Olhe, não acho que a melhor forma de se iniciar uma carta seja lançando críticas ao destinatário, mas você fez por merecer. Nós duas sabemos como a sua chegada, quase sempre silenciosa, tem efeitos bem mais dolorosos do que aparenta.
Sim, eu sei. Existe – e sempre existirá – a desculpa na qual você se esconde: era só amizade. Mas na verdade, ambas conhecemos as conseqüências dos seus atos impensados. Ora, amizade e amor já são sentimentos tão absurdamente confusos se pensados isoladamente, e a senhorita os junta por puro prazer! Que justiça há nisso?
Aposto que você tem apoio de outro rapazinho que faz graça das sensações que provoca nos homens e mulheres: o Tesão. Sim, ele mesmo. Esse tolo inconseqüente que é capaz de deixar-nos embaraçados na frente de nossos chefes, vizinhos, primos e sabe-se lá quem será a próxima vítima. E aparece sem aviso prévio: seu ataque pode chegar em pleno almoço de domingo, na ceia de natal e, Deus me perdoe – até na Igreja! Somos meras marionetes humanas sujeitas ao seu repentino aparecimento.
Gostaria de saber também se a Depressão não se manifesta diante de tal comportamento abusivo. Afinal, a Depressão é uma senhora cansada, e é de conhecimento geral que quando o Tesão nos leva a fazer coisas impulsivas, o que nos resta depois da diversão é só a dor. E aí vem o trio que cerca os corações aflitos: a Desesperança, a Mágoa e o Medo. Este último nos faz mergulhar em calabouços e armadilhas articuladas pela nossa própria mente, tão propensa a imaginar finais felizes em situações onde não existe espaço para estes. E quando nos damos conta da arapuca em que nos metemos... Simplesmente não há o que fazer. Foi tudo tão rápido, tão claro, tão simples... Como respirar. Como se vê, simples começa com ‘sim’, e essa aceitação é o necessário para levar fantasias com finais trágicos adiante. Essa miopia seletiva, esse daltonismo afetivo...
Ainda estou na puberdade mental, meu cérebro ainda está mudando de voz, deve ser isso.

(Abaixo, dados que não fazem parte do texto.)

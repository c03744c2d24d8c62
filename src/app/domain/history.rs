/// A single reversible buffer modification, as reported by the text
/// buffer's modify callback: at byte `pos`, `deleted` was removed and
/// `inserted` was put in its place (either side may be empty).
#[derive(Debug, Clone, PartialEq, Eq)]
pub struct EditOp {
    pub pos: i32,
    pub inserted: String,
    pub deleted: String,
}

/// Bounded undo/redo stack owned by the editor session.
///
/// Ops accumulate in an open group; a group boundary is inserted on each
/// keypress, so one keystroke (or one programmatic insertion) undoes as a
/// unit. When the stack exceeds its depth the oldest group is evicted.
#[derive(Debug)]
pub struct EditHistory {
    undo: Vec<Vec<EditOp>>,
    redo: Vec<Vec<EditOp>>,
    open: Vec<EditOp>,
    depth: usize,
}

pub const DEFAULT_HISTORY_DEPTH: usize = 1000;

impl Default for EditHistory {
    fn default() -> Self {
        Self::new(DEFAULT_HISTORY_DEPTH)
    }
}

impl EditHistory {
    pub fn new(depth: usize) -> Self {
        Self {
            undo: Vec::new(),
            redo: Vec::new(),
            open: Vec::new(),
            depth: depth.max(1),
        }
    }

    /// Record a modification into the open group. Any redoable groups are
    /// invalidated by new edits.
    pub fn record(&mut self, op: EditOp) {
        self.redo.clear();
        self.open.push(op);
    }

    /// Close the open group, making it undoable. Called on each keypress
    /// and around programmatic insertions. No-op when nothing is open.
    pub fn break_group(&mut self) {
        if self.open.is_empty() {
            return;
        }
        self.undo.push(std::mem::take(&mut self.open));
        if self.undo.len() > self.depth {
            self.undo.remove(0);
        }
    }

    /// Pop the most recent group for inverse application. Returns `None`
    /// on an empty stack (callers treat that as a silent no-op).
    pub fn undo(&mut self) -> Option<Vec<EditOp>> {
        self.break_group();
        let group = self.undo.pop()?;
        self.redo.push(group.clone());
        Some(group)
    }

    /// Pop the most recently undone group for forward re-application.
    pub fn redo(&mut self) -> Option<Vec<EditOp>> {
        let group = self.redo.pop()?;
        self.undo.push(group.clone());
        Some(group)
    }

    pub fn clear(&mut self) {
        self.undo.clear();
        self.redo.clear();
        self.open.clear();
    }

    pub fn can_undo(&self) -> bool {
        !self.undo.is_empty() || !self.open.is_empty()
    }

    pub fn can_redo(&self) -> bool {
        !self.redo.is_empty()
    }
}

#[cfg(test)]
mod tests {
    use super::*;

    fn insert(pos: i32, text: &str) -> EditOp {
        EditOp {
            pos,
            inserted: text.to_string(),
            deleted: String::new(),
        }
    }

    fn delete(pos: i32, text: &str) -> EditOp {
        EditOp {
            pos,
            inserted: String::new(),
            deleted: text.to_string(),
        }
    }

    /// Mirror of the session's buffer application: revert a group.
    fn apply_undo(text: &mut String, group: &[EditOp]) {
        for op in group.iter().rev() {
            let pos = op.pos as usize;
            if !op.inserted.is_empty() {
                text.replace_range(pos..pos + op.inserted.len(), "");
            }
            if !op.deleted.is_empty() {
                text.insert_str(pos, &op.deleted);
            }
        }
    }

    /// Mirror of the session's buffer application: replay a group.
    fn apply_redo(text: &mut String, group: &[EditOp]) {
        for op in group {
            let pos = op.pos as usize;
            if !op.deleted.is_empty() {
                text.replace_range(pos..pos + op.deleted.len(), "");
            }
            if !op.inserted.is_empty() {
                text.insert_str(pos, &op.inserted);
            }
        }
    }

    #[test]
    fn test_empty_stack_is_noop() {
        let mut history = EditHistory::default();
        assert!(history.undo().is_none());
        assert!(history.redo().is_none());
        assert!(!history.can_undo());
        assert!(!history.can_redo());
    }

    #[test]
    fn test_undo_reverts_typed_text() {
        let mut history = EditHistory::default();
        let mut text = String::new();

        history.break_group();
        history.record(insert(0, "a"));
        text.insert_str(0, "a");
        history.break_group();
        history.record(insert(1, "b"));
        text.insert_str(1, "b");

        let group = history.undo().unwrap();
        apply_undo(&mut text, &group);
        assert_eq!(text, "a");

        let group = history.undo().unwrap();
        apply_undo(&mut text, &group);
        assert_eq!(text, "");
    }

    #[test]
    fn test_redo_replays_undone_group() {
        let mut history = EditHistory::default();
        let mut text = String::from("hello");

        history.record(delete(0, "hello"));
        text.clear();

        let group = history.undo().unwrap();
        apply_undo(&mut text, &group);
        assert_eq!(text, "hello");

        let group = history.redo().unwrap();
        apply_redo(&mut text, &group);
        assert_eq!(text, "");
    }

    #[test]
    fn test_group_undoes_as_a_unit() {
        let mut history = EditHistory::default();
        let mut text = String::new();

        // One paste reported as two ops, no boundary in between.
        history.record(insert(0, "foo"));
        text.insert_str(0, "foo");
        history.record(insert(3, "bar"));
        text.insert_str(3, "bar");
        history.break_group();

        let group = history.undo().unwrap();
        assert_eq!(group.len(), 2);
        apply_undo(&mut text, &group);
        assert_eq!(text, "");
    }

    #[test]
    fn test_replace_op_round_trips() {
        let mut history = EditHistory::default();
        let mut text = String::from("one two");

        // "two" replaced by "three" in a single op.
        let op = EditOp {
            pos: 4,
            inserted: "three".to_string(),
            deleted: "two".to_string(),
        };
        history.record(op);
        text.replace_range(4..7, "three");
        assert_eq!(text, "one three");

        let group = history.undo().unwrap();
        apply_undo(&mut text, &group);
        assert_eq!(text, "one two");

        let group = history.redo().unwrap();
        apply_redo(&mut text, &group);
        assert_eq!(text, "one three");
    }

    #[test]
    fn test_new_edit_invalidates_redo() {
        let mut history = EditHistory::default();
        history.record(insert(0, "a"));
        history.undo().unwrap();
        assert!(history.can_redo());

        history.record(insert(0, "b"));
        assert!(!history.can_redo());
        assert!(history.redo().is_none());
    }

    #[test]
    fn test_depth_evicts_oldest_group() {
        let mut history = EditHistory::new(2);
        for i in 0..5 {
            history.record(insert(i, "x"));
            history.break_group();
        }

        assert_eq!(history.undo().unwrap()[0].pos, 4);
        assert_eq!(history.undo().unwrap()[0].pos, 3);
        assert!(history.undo().is_none());
    }

    #[test]
    fn test_clear_drops_everything() {
        let mut history = EditHistory::default();
        history.record(insert(0, "a"));
        history.break_group();
        history.undo().unwrap();
        history.record(insert(0, "b"));

        history.clear();
        assert!(!history.can_undo());
        assert!(!history.can_redo());
    }
}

É um mal terrível da nossa geração, não é? Refiro-me a essa máscara inerente ao comportamento humano que está cada vez mais entranhada na nossa personalidade. Fingimos o que não sentimos e sentimos o que fingimos; essa ciranda que sempre termina em dor, dor e mais dor. E assim, disfarçando interesses sinceros por trás da suposta ‘’amizade colorida’’ penetramos cada vez mais num submundo unilateral, onde uma das partes realmente ama o todo, e não pela metade, e a outra ama apenas o jogo.
Então aqui vai um apelo: eu sei, você ainda é nova e inexperiente. Tem muitos anos pela frente para perder tempo desapontando-se com a falta de honestidade presente nas relações afetivas. Por isso que eu peço, por carregar o peso da vivência humana: mantenha-se longe. Porque a excitação do princípio não supera o sofrimento do fim. Sim, existem os raros casos em que de você, cara amizade colorida, surgem amores duradouros. Mas não estamos trabalhando estatisticamente, não é? Sejamos objetivas; sua presença traz em abundância dor e solidão, mesclada com pequenos focos de satisfação e contentamento.
Se você acha que algum pobre coração cairá nas suas garras, vá em frente. Não é a fria lógica dos seus argumentos que irá guiar o meu daqui por diante. Quero ver a vida por outros olhos, que não os seus. Quero beber por outros motivos, que não afogar você dentro de mim. Vá resolver as suas carências em outro endereço.
E como diz um sábio verso bem conhecido, ''não imagine que te quero mal, apenas não te quero mais''.